Stuffed Zucchini Boats
Filled with a blend of sautéed sweet onion, zucchini, and mozzarella cheese, these stuffed zucchini boats will please the pickiest of eaters.
This tasty recipe is easy to prepare and a great way to turn zucchini, a somewhat bland veggie, into a deliciously satisfying side dish that everyone will love.
How to make stuffed zucchini
- The first step to make this dish is to halve your zucchini lengthwise, hollow them out (a melon baller works really well for this), and pre-bake them.
- While the “boats” bake, you can make the filling. Chop the zucchini flesh that you removed and sauté it in olive oil along with diced sweet onion and minced garlic.
- Combine the sautéed veggies with breadcrumbs and your favorite shredded cheese (we’ve used both mozzarella and fontina with great results) and spoon the mixture into the hollowed zucchini halves.

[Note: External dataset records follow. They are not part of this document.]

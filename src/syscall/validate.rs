//! System Call Input Validation
//!
//! Validates every user-supplied address before the kernel dereferences it,
//! and marshals the raw argument vector of a trap into typed values.
//!
//! # Security Principles
//! - Validate ALL inputs before use
//! - Fail-fast: an invalid address terminates the process, there is no
//!   recovery path at this boundary
//! - Prevent common vulnerabilities:
//!   - Kernel-memory disclosure (user/kernel boundary check)
//!   - Null pointer dereference (explicit check)
//!   - Wild pointers (page-table presence check)
//!   - Address arithmetic overflow (checked slot offsets)
//!
//! # Validation Order
//! Reading an argument slot to decide whether more validation is needed is
//! itself an unvalidated memory access, so [`ArgStream::expect`] validates
//! every word slot from the selector through the last expected argument
//! before any slot's value is interpreted.

use core::fmt;
use core::ptr::NonNull;

use super::{SysResult, Terminate};
use crate::services::AddressSpace;

/// First address above user space.
///
/// User pointers must lie strictly below this boundary; everything at or
/// above it belongs to the kernel.
pub const USER_TOP: usize = 0xC000_0000;

/// Size of one argument-vector word in bytes.
pub const WORD: usize = core::mem::size_of::<usize>();

/// A user virtual address.
///
/// This is a newtype wrapper so raw integers cannot be passed where a
/// user address is expected. Holding a `UserAddr` implies nothing about
/// validity; every dereference goes through [`check_user`] or
/// [`user_to_kernel`] first.
#[derive(Clone, Copy, PartialEq, Eq, PartialOrd, Ord, Hash)]
#[repr(transparent)]
pub struct UserAddr(usize);

impl UserAddr {
    /// Create a user address from a raw value.
    #[inline]
    pub const fn new(addr: usize) -> Self {
        Self(addr)
    }

    /// Get the raw address value.
    #[inline]
    pub const fn as_usize(self) -> usize {
        self.0
    }

    /// Check for the null address.
    #[inline]
    pub const fn is_null(self) -> bool {
        self.0 == 0
    }

    /// Check that the address lies below the user/kernel boundary.
    #[inline]
    pub const fn is_user(self) -> bool {
        self.0 < USER_TOP
    }

    /// Offset the address by `bytes`, failing on arithmetic overflow.
    #[inline]
    pub fn offset(self, bytes: usize) -> Option<Self> {
        self.0.checked_add(bytes).map(Self)
    }
}

impl fmt::Debug for UserAddr {
    fn fmt(&self, f: &mut fmt::Formatter<'_>) -> fmt::Result {
        write!(f, "UserAddr({:#010x})", self.0)
    }
}

impl fmt::Display for UserAddr {
    fn fmt(&self, f: &mut fmt::Formatter<'_>) -> fmt::Result {
        write!(f, "{:#010x}", self.0)
    }
}

/// Validate a user-supplied address.
///
/// An address is valid iff it is non-null, lies below [`USER_TOP`], and is
/// mapped to a present page in `aspace`.
///
/// # Errors
/// Returns [`Terminate::FAULT`]: the calling process is terminated with
/// exit status -1. An invalid pointer is never reported back to the user
/// program as a recoverable error.
pub fn check_user(aspace: &dyn AddressSpace, addr: UserAddr) -> SysResult<()> {
    if addr.is_null() || !addr.is_user() || aspace.translate(addr).is_none() {
        log::warn!("invalid user address {addr}");
        return Err(Terminate::FAULT);
    }
    Ok(())
}

/// Translate a validated user address into its kernel-space equivalent.
///
/// Re-validates `addr`, then maps it through the process page table. The
/// translation itself can still fail for an address whose raw value passed
/// the range check; that too is a fatal boundary violation.
///
/// # Errors
/// Returns [`Terminate::FAULT`] if `addr` fails validation or has no
/// present page.
pub fn user_to_kernel(aspace: &dyn AddressSpace, addr: UserAddr) -> SysResult<NonNull<u8>> {
    check_user(aspace, addr)?;
    aspace.translate(addr).ok_or_else(|| {
        log::warn!("unmapped user address {addr}");
        Terminate::FAULT
    })
}

/// The raw argument vector of one trap.
///
/// The vector lives in user memory, addressed by the saved user stack
/// pointer: word 0 is the operation selector, words 1.. are the arguments.
/// Construction validates the selector slot; [`ArgStream::expect`] must be
/// called with the operation's argument count before any argument slot is
/// read.
pub struct ArgStream<'a> {
    aspace: &'a dyn AddressSpace,
    base: UserAddr,
}

impl<'a> ArgStream<'a> {
    /// Capture the argument vector at the saved user stack pointer.
    ///
    /// # Errors
    /// Terminates the process if the selector slot is invalid.
    pub fn new(aspace: &'a dyn AddressSpace, sp: UserAddr) -> SysResult<Self> {
        check_user(aspace, sp)?;
        Ok(Self { aspace, base: sp })
    }

    /// User address of word slot `index`.
    fn slot(&self, index: usize) -> SysResult<UserAddr> {
        let offset = index.checked_mul(WORD).ok_or(Terminate::FAULT)?;
        self.base.offset(offset).ok_or(Terminate::FAULT)
    }

    /// Validate every slot the operation will read.
    ///
    /// Checks `argc + 1` consecutive word slots starting at the selector.
    ///
    /// # Errors
    /// Terminates the process if any slot address is invalid.
    pub fn expect(&self, argc: usize) -> SysResult<()> {
        for index in 0..=argc {
            check_user(self.aspace, self.slot(index)?)?;
        }
        Ok(())
    }

    /// The operation selector (word 0).
    pub fn selector(&self) -> SysResult<usize> {
        self.word(0)
    }

    /// Read word slot `index` as a raw value.
    ///
    /// The slot must have been covered by [`ArgStream::expect`] (slot 0 is
    /// covered by construction).
    pub fn word(&self, index: usize) -> SysResult<usize> {
        let kernel = user_to_kernel(self.aspace, self.slot(index)?)?;
        // SAFETY: the slot base was translated to a present page and the
        // AddressSpace contract guarantees the mapping is contiguous for
        // the bytes of the word. User stacks give no alignment guarantee,
        // hence the unaligned read.
        Ok(unsafe { kernel.cast::<usize>().as_ptr().read_unaligned() })
    }

    /// Interpret word slot `index` as a user pointer and translate it.
    ///
    /// # Errors
    /// Terminates the process if the pointed-to address is null, out of
    /// range, or unmapped.
    pub fn pointer(&self, index: usize) -> SysResult<NonNull<u8>> {
        user_to_kernel(self.aspace, UserAddr::new(self.word(index)?))
    }

    /// Interpret word slot `index` as a pointer to a NUL-terminated string.
    ///
    /// Returns the string bytes without the terminator, viewed through the
    /// kernel mapping.
    pub fn cstr(&self, index: usize) -> SysResult<&'a [u8]> {
        let kernel = self.pointer(index)?;
        let start = kernel.as_ptr();
        let mut len = 0usize;
        // SAFETY: the base address was translated to a present page; the
        // AddressSpace contract guarantees the mapping stays contiguous
        // through the terminator the user program supplied.
        unsafe {
            while start.add(len).read() != 0 {
                len += 1;
            }
            Ok(core::slice::from_raw_parts(start, len))
        }
    }
}
//! Trap Entry Point and Shared Kernel State
//!
//! One [`Kernel`] exists per system. It owns the state every process
//! shares at the syscall boundary: the serializing filesystem lock, the
//! console lock, the process manager, and the system-wide handle
//! allocator. [`Kernel::handle_trap`] is the single entry point the
//! interrupt subsystem invokes per user-mode trap.
//!
//! # Locking
//! - `fs` serializes every filesystem-affecting operation system-wide;
//!   at most one such operation is in flight at a time
//! - `console` makes each console write one atomic unit
//! - the handle counter's lock (inside [`HandleAllocator`]) is held only
//!   around the increment and is never taken while holding `fs`
//! - `fs` may be held while taking `procs` (exec loads the executable
//!   from disk); no other nesting exists

use alloc::boxed::Box;

use spin::Mutex;

use crate::fd::HandleAllocator;
use crate::process::{self, Process};
use crate::services::{Console, FileSystem, ProcessManager};
use crate::syscall::handler::{self, Flow};
use crate::syscall::validate::UserAddr;

/// Saved user register state of one trap, as handed over by the
/// interrupt subsystem.
pub struct TrapFrame {
    /// Saved user stack pointer, addressing the argument vector.
    pub sp: UserAddr,
    /// Result slot (return-value register). The dispatcher fills this in
    /// before returning; operations without a result leave it untouched.
    pub result: i64,
}

impl TrapFrame {
    /// Frame for an argument vector at `sp`, with a zeroed result slot.
    pub const fn new(sp: UserAddr) -> Self {
        Self { sp, result: 0 }
    }
}

/// What the trap stub must do after the dispatcher returns.
///
/// Termination and power-off cannot "not return" in library code; the
/// caller must honor the outcome and never resume the user thread after
/// [`TrapOutcome::Exited`] or [`TrapOutcome::Shutdown`].
#[derive(Clone, Copy, PartialEq, Eq, Debug)]
pub enum TrapOutcome {
    /// Resume the process; the result slot holds the syscall result.
    Completed,
    /// The process terminated with the given exit code. Its descriptor
    /// table has been drained; the scheduler reaps the rest.
    Exited(i32),
    /// Power down the system.
    Shutdown,
}

/// Shared kernel state at the syscall boundary.
pub struct Kernel {
    pub(crate) fs: Mutex<Box<dyn FileSystem + Send>>,
    pub(crate) console: Mutex<Box<dyn Console + Send>>,
    pub(crate) procs: Mutex<Box<dyn ProcessManager + Send>>,
    pub(crate) handles: HandleAllocator,
}

impl Kernel {
    /// Assemble the boundary over its external collaborators.
    pub fn new(
        fs: Box<dyn FileSystem + Send>,
        console: Box<dyn Console + Send>,
        procs: Box<dyn ProcessManager + Send>,
    ) -> Self {
        Self {
            fs: Mutex::new(fs),
            console: Mutex::new(console),
            procs: Mutex::new(procs),
            handles: HandleAllocator::new(),
        }
    }

    /// Handle one user-mode trap.
    ///
    /// Decodes the argument vector addressed by the frame's stack pointer,
    /// dispatches to the operation's handler, and fills in the frame's
    /// result slot. A fatal boundary violation terminates `process` with
    /// exit status -1 via the exit coordinator.
    pub fn handle_trap(&self, process: &mut Process, frame: &mut TrapFrame) -> TrapOutcome {
        let flow = {
            let (aspace, descriptors) = process.boundary_parts();
            handler::dispatch(self, aspace, descriptors, frame.sp)
        };

        match flow {
            Ok(Flow::Return(value)) => {
                frame.result = value;
                TrapOutcome::Completed
            }
            Ok(Flow::Void) => TrapOutcome::Completed,
            Ok(Flow::Halt) => {
                log::debug!("halt requested by {}", process.name);
                TrapOutcome::Shutdown
            }
            Ok(Flow::Exit(code)) => {
                frame.result = i64::from(code);
                process::exit_process(self, process, code)
            }
            Err(terminate) => process::exit_process(self, process, terminate.code()),
        }
    }
}
//! System Call Interface
//!
//! Decodes user-mode traps into typed operations and enforces the
//! access-control contract at the user/kernel boundary.
//!
//! # Security Model
//! - Every user-supplied address is validated before the kernel touches it
//! - Invalid addresses and descriptor misuse terminate the offending
//!   process with exit status -1; they are never reported as recoverable
//!   errors
//! - Operation failures (missing file, failed create) are sentinel values
//!   in the result word and leave the process running
//! - Unknown selectors are ignored: no handler runs, no result is written
//!
//! # Current Syscalls
//! - 0: halt() - power down the system
//! - 1: exit(status) - terminate the current process
//! - 2: exec(cmdline) - start a new process
//! - 3: wait(pid) - wait for a child process
//! - 4: create(path, size) - create a file
//! - 5: remove(path) - delete a file
//! - 6: open(path) - open a file, returning a descriptor
//! - 7: filesize(fd) - length of an open file
//! - 8: read(fd, buf, len) - read from a descriptor or the console
//! - 9: write(fd, buf, len) - write to a descriptor or the console
//! - 10: seek(fd, pos) - reposition an open file
//! - 11: tell(fd) - current position of an open file
//! - 12: close(fd) - release a descriptor
//! - 13: null(x) - diagnostic no-op, returns x + 1

pub(crate) mod handler;
pub mod validate;

pub use validate::{ArgStream, UserAddr, USER_TOP};

/// System call numbers.
///
/// The selector is the first word of the user argument vector.
pub mod numbers {
    /// Power down the system.
    pub const SYS_HALT: usize = 0;
    /// Terminate the current process.
    pub const SYS_EXIT: usize = 1;
    /// Start a new process from a command line.
    pub const SYS_EXEC: usize = 2;
    /// Wait for a child process to exit.
    pub const SYS_WAIT: usize = 3;
    /// Create a file.
    pub const SYS_CREATE: usize = 4;
    /// Delete a file.
    pub const SYS_REMOVE: usize = 5;
    /// Open a file.
    pub const SYS_OPEN: usize = 6;
    /// Length of an open file.
    pub const SYS_FILESIZE: usize = 7;
    /// Read from a descriptor.
    pub const SYS_READ: usize = 8;
    /// Write to a descriptor.
    pub const SYS_WRITE: usize = 9;
    /// Reposition an open file.
    pub const SYS_SEEK: usize = 10;
    /// Current position of an open file.
    pub const SYS_TELL: usize = 11;
    /// Release a descriptor.
    pub const SYS_CLOSE: usize = 12;
    /// Diagnostic no-op: returns its argument plus one.
    pub const SYS_NULL: usize = 13;
}

/// Fail-fast termination of the current process.
///
/// Validation failures at the boundary have no recovery path: the offending
/// process is terminated. Instead of unwinding, handlers propagate this
/// variant with `?` so every partial side effect (a lock guard, a borrowed
/// table entry) is released on the way out, and the dispatcher routes the
/// process through the exit coordinator exactly once.
#[derive(Clone, Copy, PartialEq, Eq, Debug)]
pub struct Terminate {
    code: i32,
}

impl Terminate {
    /// Termination with the boundary-violation exit status.
    pub const FAULT: Self = Self { code: -1 };

    /// Exit status handed to the exit coordinator.
    #[inline]
    pub const fn code(self) -> i32 {
        self.code
    }
}

impl core::fmt::Display for Terminate {
    fn fmt(&self, f: &mut core::fmt::Formatter<'_>) -> core::fmt::Result {
        write!(f, "terminate process with exit status {}", self.code)
    }
}

/// Result of a boundary operation: a value, or process termination.
pub type SysResult<T> = Result<T, Terminate>;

- Now that they’re stuffed, the zucchini “boats” are ready for their second baking. Pop them back in the oven and bake just long enough for the cheese to melt and the crumbs get a little bit toasty.
Note: This dish reheats very well so if you have an abundance of zucchini from your summer garden, it’s easy to make enough for a couple of meals or prepare them ahead for a company dinner.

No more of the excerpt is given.